タイトル:【共鳴】悲しい話マスター:敦賀イコ

シナリオ形態: ショート
難易度: 易しい
参加人数: 8 人
サポート人数: 0 人
リプレイ完成日時:
2011/03/17 00:01

●オープニング本文


 ロズウェル・ガーサイド(gz0252)は研究室兼自宅で火をつけていないタバコをイライラと齧りながら書類に向かっていた。
 ニートと呼称され、引きこもり生活を続けているように見えてもその実、彼の仕事は地味に多い。
 他プロジェクトチームの助っ人であったり、アシスタントであったり、試作品の評価試験であったり。
 アイツはいつでも暇だ。という暗黙の了解的な空気のせいで頼みごとが絶えないとうのもあるが、最大の原因は草刈正雄似の上司がほいほいと安請け合いした仕事を丸投げしてくることにある。
(あのオヤジ、いつか殴る。絶対殴る)
 評価試験の結果報告書作成のためにまとめた紙束を乱雑に叩き揃え、盛大に息を吐く。
 と、そこへ、山田 良子(gz0332)が入ってきた。
 ノックも無しに無遠慮に扉を開け、無言のまま部屋の隅に置かれたソファーに腰を下ろす。クッション代わりにソファーに置かれていたメロンのぬいぐるみを引き寄せるとそこに顔を埋め、一言、くぐもった声を出した。
「‥‥あの子、死んじゃったそうです」
 これまでにも何度か、自室への傍若無人な来訪を受けれているが、今回は只事ではない、とロズウェルは紙束を机に放り出し、椅子ごと向き直る。
「あの子、って」
「私を人質にした、ハーモニウムの」
「ああ」
 何で良子が落ち込んでいるのか。想像できないほどロズウェルは鈍感ではなかったし、件の報告書にも目を通していた。だが、敢えて尋ねた。
「そうしなきゃ、こっちの生徒が危なかったろ? 傭兵が素早く処理したから助かったんだ」
「それは、わかってます。傭兵さん達は間違ってない、正しいことをしたんだって。悪いのはバグアだって。バグアのせいで、みんな」
 ぬいぐるみと垂れ下がった長い髪に隠され良子の表情は窺えない。
「でも、あの子、ひとりで、あんな死に方しなきゃいけなかったなんて、それ、あんまりだなぁ‥って」
 涙で震える声。

 良くある不幸、というのもおかしな話だが、戦時下というこのご時勢。
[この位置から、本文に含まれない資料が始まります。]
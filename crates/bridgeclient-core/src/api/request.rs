//! Per-call request options and decoded response bodies.

use std::time::Duration;

use reqwest::header::HeaderMap;
use reqwest::Url;
use serde_json::Value;

/// Transport options for one REST call.
///
/// Built fresh for each call; nothing here is shared between requests.
#[derive(Debug, Clone, Default)]
pub struct RequestOptions {
    pub(crate) headers: Option<HeaderMap>,
    pub(crate) query: Vec<(String, String)>,
    pub(crate) timeout: Option<Duration>,
}

impl RequestOptions {
    pub fn new() -> Self {
        Self::default()
    }

    /// Send exactly these headers instead of the session header.
    ///
    /// Include `Bridge-Session` yourself if the call needs to be authenticated.
    pub fn headers(mut self, headers: HeaderMap) -> Self {
        self.headers = Some(headers);
        self
    }

    /// Append a query string parameter
    pub fn query(mut self, key: impl Into<String>, value: impl Into<String>) -> Self {
        self.query.push((key.into(), value.into()));
        self
    }

    pub fn timeout(mut self, timeout: Duration) -> Self {
        self.timeout = Some(timeout);
        self
    }
}

/// Body of a successful response.
#[derive(Debug, Clone, PartialEq)]
pub enum ResponseBody {
    /// Parsed because the server declared `application/json`
    Json(Value),
    Text(String),
}

impl ResponseBody {
    pub fn as_json(&self) -> Option<&Value> {
        match self {
            ResponseBody::Json(value) => Some(value),
            ResponseBody::Text(_) => None,
        }
    }

    pub fn into_json(self) -> Option<Value> {
        match self {
            ResponseBody::Json(value) => Some(value),
            ResponseBody::Text(_) => None,
        }
    }

    pub fn as_text(&self) -> Option<&str> {
        match self {
            ResponseBody::Text(text) => Some(text),
            ResponseBody::Json(_) => None,
        }
    }
}

/// Detect if a content-type is JSON
pub(crate) fn is_json(content_type: Option<&str>) -> bool {
    content_type
        .map(|ct| ct.trim().to_ascii_lowercase().starts_with("application/json"))
        .unwrap_or(false)
}

/// Use `uri` as-is when it names a host, otherwise append it to `base_url`.
///
/// A scheme-relative `//host/path` takes the base URL's scheme.
pub(crate) fn resolve_url(base_url: &str, uri: &str) -> String {
    if uri.starts_with("//") {
        let scheme = Url::parse(base_url)
            .map(|base| base.scheme().to_string())
            .unwrap_or_else(|_| "https".to_string());
        return format!("{}:{}", scheme, uri);
    }
    match Url::parse(uri) {
        Ok(url) if url.has_host() => uri.to_string(),
        _ => {
            let base = base_url.trim_end_matches('/');
            if uri.starts_with('/') {
                format!("{}{}", base, uri)
            } else {
                format!("{}/{}", base, uri)
            }
        }
    }
}

/// Percent-encode one path segment
pub(crate) fn encode_segment(segment: &str) -> String {
    urlencoding::encode(segment).into_owned()
}

#[cfg(test)]
mod tests {
    use super::*;

    const BASE: &str = "https://webservices.sagebridge.org";

    #[test]
    fn test_relative_uris_use_base_url() {
        for uri in ["/v3/participants", "/v3/participants?offsetBy=3", "v3/auth/signIn"] {
            let resolved = resolve_url(BASE, uri);
            assert!(resolved.starts_with("https://webservices.sagebridge.org/v3/"), "{resolved}");
        }
        assert_eq!(
            resolve_url("http://127.0.0.1:1234/", "/v3/participants"),
            "http://127.0.0.1:1234/v3/participants"
        );
    }

    #[test]
    fn test_absolute_uris_pass_through() {
        for uri in [
            "https://example.org/data.json",
            "http://127.0.0.1:8080/v3/participants?offsetBy=0",
            "HTTPS://Other.Host/Path",
        ] {
            assert_eq!(resolve_url(BASE, uri), uri);
        }
    }

    #[test]
    fn test_scheme_relative_uris_keep_their_host() {
        assert_eq!(
            resolve_url(BASE, "//cdn.example.org/file.json"),
            "https://cdn.example.org/file.json"
        );
        assert_eq!(
            resolve_url("http://127.0.0.1:1234", "//other:5678/v3/x"),
            "http://other:5678/v3/x"
        );
    }

    #[test]
    fn test_is_json() {
        for ct in [
            "application/json",
            "application/json; charset=utf-8",
            "  Application/JSON  ",
            "APPLICATION/JSON;charset=UTF-8",
        ] {
            assert!(is_json(Some(ct)), "{ct}");
        }
        for ct in ["text/plain", "text/html; charset=utf-8", "application/xml", ""] {
            assert!(!is_json(Some(ct)), "{ct}");
        }
        assert!(!is_json(None));
    }

    #[test]
    fn test_encode_segment() {
        assert_eq!(encode_segment("aBc-123_x.y~z"), "aBc-123_x.y~z");
        assert_eq!(encode_segment("a b/c"), "a%20b%2Fc");
        assert_eq!(encode_segment("é"), "%C3%A9");
        assert_eq!(encode_segment("user+1@example.org"), "user%2B1%40example.org");
    }

    #[test]
    fn test_options_are_independent() {
        let first = RequestOptions::new().query("offsetBy", "0");
        let second = RequestOptions::new();
        assert_eq!(first.query.len(), 1);
        assert!(second.query.is_empty());
        assert!(second.headers.is_none());
        assert!(second.timeout.is_none());
    }
}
誰某が死んだという話はどこへいっても何をしていても耳にする。
 世界に不幸というものは数え切れないほどあり、その全てを救うことはまず不可能だ。その不幸をいちいち気にして悲しむことなど不毛でしかない。
 良子の言う『あの子』以上にもっと悲惨な目に遭って死んでいった人間も当然ながらたくさん存在する。
 ましてや敵兵。敵兵の死を悲しむとはいったいどんな了見かと、眉を顰める者もいるだろう。
 だが、この時、ロズウェルはそんな『現実』と『正論』を口にする気にはならなかった。
『現実』だと『正論』だと、わかりきった顔をして、割り切ってあきらめて、見知った人の死にも平然としているよりは、悲しいことを悲しいと素直に泣く今の良子の方がよっぽど人間らしいだと思えたからだ。
 良子もわかっているのだ。誰かがどこかで死んで行くのがやりきれない『現実』であると。ただ、そう簡単に割り切れるものではない。おそらく彼女は、件の依頼で生徒に犠牲が出たとしても泣いただろうし、傭兵が傷ついたとしても泣いただろう。

 ロズウェルは煙草を灰皿に捨て、一言を搾り出した。
「悲しい話、だな」
「‥‥はぃ、かなし、です‥っ」
 堰が切れたように良子は声を上げて泣き出した。


「──‥悲しい話、か‥」
 極端な悲しみは長くは続かない。悲しみに打ち負かされてしまうか、それに慣れてしまうかどちらかである。
 そんな格言を思い出しながら、ロズウェルはぬいぐるみを抱えたまま、泣き疲れ寝入ってしまった良子にタオルケットをかける。
「そうやって泣けるだけ、お前はいい奴だって」

 バグアという異星からの侵略者の攻撃を受けて、これまで、人類、傭兵、兵士が我武者羅に戦い続けてきた。
 駆け足で進み続けた足もいつかは速度を緩める時が来る。
 突き進んできた道を振り返り見たその時、失ったものの大きさに押し潰されない様に、これからのためにも、どうしようもない感情を整理することも必要だろう。

「俺みてぇな‥‥泣けない馬鹿になっちゃなんねぇよ」
 悲嘆と衝動を片付けることも出来ずにしまいこみ、奥底で凍りつかせ、気がついたら失っていた。
「そんな馬鹿には、さ」
 ロズウェルは椅子に座りなおし、長いため息をついてほろ苦く笑った。



●参加者一覧

寿 源次(ga3427
30歳・♂・ST
百地・悠季(ga8270
20歳・♀・ER
桂木穣治(gb5595
37歳・♂・ER
愛梨(gb5765
16歳・♀・HD
南桐 由(gb8174
19歳・♀・FC
ファタ・モルガナ(gc0598
21歳・♀・JG
サウル・リズメリア(gc1031
21歳・♂・AA
秋月 愁矢(gc1971
20歳・♂・GD

●リプレイ本文


 一日、また、一日と春へと近づくのが感じられる早春。秋月 愁矢(gc1971)はLHの片隅にある防波堤の上に腰を下ろし、釣り糸を垂らしていた。
「ふぅ、たまの休みくらいボーっと釣りをするのも悪くない」
 春先特有の穏やかな晴天、気紛れに吹き付けてくる海風が麦藁帽子を揺らす。
 愁矢は麦藁帽子に加え、赤い長シャツの上に白ポロシャツ、ジーパン、サンダルという、どこぞの有名釣り人にそっくりな格好をしていた。本人曰く「釣りの格好といえばコレだろ?」ということだ。
 一分の隙も無い釣り人に扮し、波間に漂う浮きを眺めながら、のんびりと何もしない贅沢を満喫していた。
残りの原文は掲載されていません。